What is the Relationship between Certificate Expiration and Webstart Workstation operation?

book

Article ID: 13263

calendar_today

Updated On:

Products

CA Application Performance Management Agent (APM / Wily / Introscope) INTROSCOPE

Issue/Introduction

 APM 10.5.1 Webstart Workstation uses the same certificate to sign the code like all previous APM 10.x releases:

 The certificate used by CA Introscope Workstation 10.5.1.6 is:

Validity period [From: Tue Mar 10 01:00:00 CET 2015, To: Sat Mar 10 00:59:59 CET 2018]

 



Will the Certificate Expiration of WebStart Workstation cause any problems?

 

Environment

APM 10.5WindowsLinux

Resolution

No, it will not cause any problem launching the client.

The reason why:

The signing certificate expiration does not determine the validity of the signature if a timestamp is included with the signature.
The signing certificate can expire but the signature will be trusted until the timestamp certificate expires.
The timestamp signing certificate APM uses won’t expire before Apr 12 01:59:59 CEST 2027.

 

Additional Information

https://www.symantec.com/page.jsp%3Fid%3Dcode-signing-information-center states the following:

How long does a digital signature last?
Every code signing certificate is purchased with a specific validity period.
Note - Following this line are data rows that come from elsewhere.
pub mod arcgis;
pub mod traits;

pub use arcgis::ArcGisPortal;
pub use traits::{CatalogSearch, MapResolver, PortalBackend, SessionProvider};
use thiserror::Error;

/// Failures reported by the portal collaborators.
///
/// Every variant is transient and non-fatal: the caller may simply invoke the
/// operation again.
#[derive(Error, Debug, Clone, PartialEq, Eq)]
pub enum PortalError {
    /// Session creation failed (authentication or network setup)
    #[error("Connection error: {0}")]
    Connection(String),

    /// A catalog query was malformed or the portal failed to answer it
    #[error("Query error: {0}")]
    Query(String),

    /// The selected item could not be resolved into a web map
    #[error("Load error: {0}")]
    Load(String),
}

impl PortalError {
    /// The failure's message text, as shown to the user.
    pub fn message(&self) -> &str {
        match self {
            PortalError::Connection(message)
            | PortalError::Query(message)
            | PortalError::Load(message) => message,
        }
    }

    pub fn kind(&self) -> &'static str {
        match self {
            PortalError::Connection(_) => "connection",
            PortalError::Query(_) => "query",
            PortalError::Load(_) => "load",
        }
    }
}
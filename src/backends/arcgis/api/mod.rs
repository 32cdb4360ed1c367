pub mod client;
pub mod errors;
pub mod types;

pub use client::ArcGisApi;
pub use errors::ArcGisApiError;
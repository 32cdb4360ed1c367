pub mod notifier;
pub mod viewmodels;

pub use notifier::{ErrorNotifier, LogNotifier};
pub use viewmodels::{OperationOutcome, SearchLoadViewModel, ViewModel};
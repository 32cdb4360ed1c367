use serde::{Deserialize, Serialize};
use std::fmt;

/// Opaque portal identifier, serialized as the bare string the REST API uses.
macro_rules! impl_id_type {
    ($name:ident) => {
        #[derive(Clone, Debug, PartialEq, Eq, Hash, Serialize, Deserialize)]
        #[serde(transparent)]
        pub struct $name(String);

        impl $name {
            pub fn new(id: impl Into<String>) -> Self {
                Self(id.into())
            }

            pub fn as_str(&self) -> &str {
                &self.0
            }
        }

        impl fmt::Display for $name {
            fn fmt(&self, f: &mut fmt::Formatter<'_>) -> fmt::Result {
                f.write_str(&self.0)
            }
        }

        impl From<&str> for $name {
            fn from(id: &str) -> Self {
                Self::new(id)
            }
        }
    };
}

impl_id_type!(PortalItemId);
impl_id_type!(PortalId);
The digital certificate can be used to sign code as frequently as needed during that validity period. When the digital certificate expires, all digital signatures that depend on that digital certificate expire also unless the signature includes a timestamp. A timestamp option shows when code was signed, allowing customers to verify that the code signing certificate was valid at the time of the digital signature.